Menurut data Kementerian Perdagangan, pada caturwulan pertama tahun 2020 lada menguasai total 18,7% total ekspor rempah Indonesia. Dengan nilai ekspor mencapai 40,88 juta dollar AS. Lada sering digunakan sebagai bumbu dalam membuat sup dan berbagai tumisan, yang dapat memberikan efek hangat pada tubuh.
Cengkeh
Merupakan rempah asli Maluku yang dahulu kala banyak diincar penjajah. Sebab pada masa penjajahan cengkeh menjadi salah satu rempah terpopuler dan memiliki harga yang tinggi. Selain itu cengkeh juga tersebar di Jawa Timur, Maluku, Pulau Sulawesi, Kalimantan Timur, hingga Nusa Tenggara Timur.
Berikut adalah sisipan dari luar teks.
//! Execution engines.
//!
//! Both engines run their producer in a spawned task that pushes result
//! chunks into a bounded channel. The HTTP layer pulls from the channel at
//! the pace of the client, and fires the execution's cancellation token if
//! the client disconnects.
//!
//! - [`RemoteEngine`] forwards translated SQL to a downstream HTTP server
//! - [`MemoryEngine`] answers from canned fixtures

mod handle;
pub mod memory;
pub mod producer;
pub mod remote;

pub use handle::PlanHandle;
pub use memory::{normalize_query, Fixture, MemoryEngine};
pub use producer::{spawn_producer, ChunkSender};
pub use remote::RemoteEngine;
BACA JUGA: SEJARAH KONGHUCU JADI AGAMA DI INDONESIA
Menurut data per Januari-April 2020, cengkeh termasuk rempah yang paling banyak diekspor setelah lada dengan nilai 37,26 juta dollar AS.
Kayu Manis
Jenis Tanaman rempah dengan aroma yang khas satu ini banyak ditemui di Kabupaten Kerinci dan Kabupaten Merangin, Jambi.
Menariknya, ternyata rempah asal Jambi ini bisa memasok hingga 45% kebutuhan kayu manis di dunia. Beberapa negara yang menjadi tujuan ekspor kayu manis adalah Singapura, Jerman, Belanda, hingga Amerika Serikat.
Selain ketiga jenis rempah-rempah di atas, masih banyak lagi jenis yang juga diminati pasar internasional seperti, vanila, kapulaga, andaliman dan pala. Berdasarkan data Kemenparekraf RI, tujuh jenis rempah-rempah inilah yang laris di pasar Internasional.
Jika pemerintah lebih serius mengembangkan hasil bumi Indonesia dengan pola bisnis yang lebih maju, saya yakin nilainya sama menguntungkannya dengan bisnis batu bara, nikel ataupun timah.
Apalagi secara perlindungannya, budidaya rempah-rempah sangat dekat dengan masyarakat adat, tentunya hal ini akan sangat meminimalisir konflik kepentingan terkait agraria, sesuai amanat Pasal 33 Ayat (3) UUD 1945, yang berbunyi:
“Bumi dan air dan kekayaan alam yang terkandung di dalamnya dikuasai oleh negara dan dipergunakan untuk sebesar-besar kemakmuran rakyat.”
Bisa terlaksana dengan baik dan benar, pastinya yang namanya Angpao Tuhan untuk Tanah Indonesia bisa secara langsung dinikmati kalangan yang tepat. Yaitu, para petani dan masyarakat adat, bukan sekelompok atau segelintir orang saja.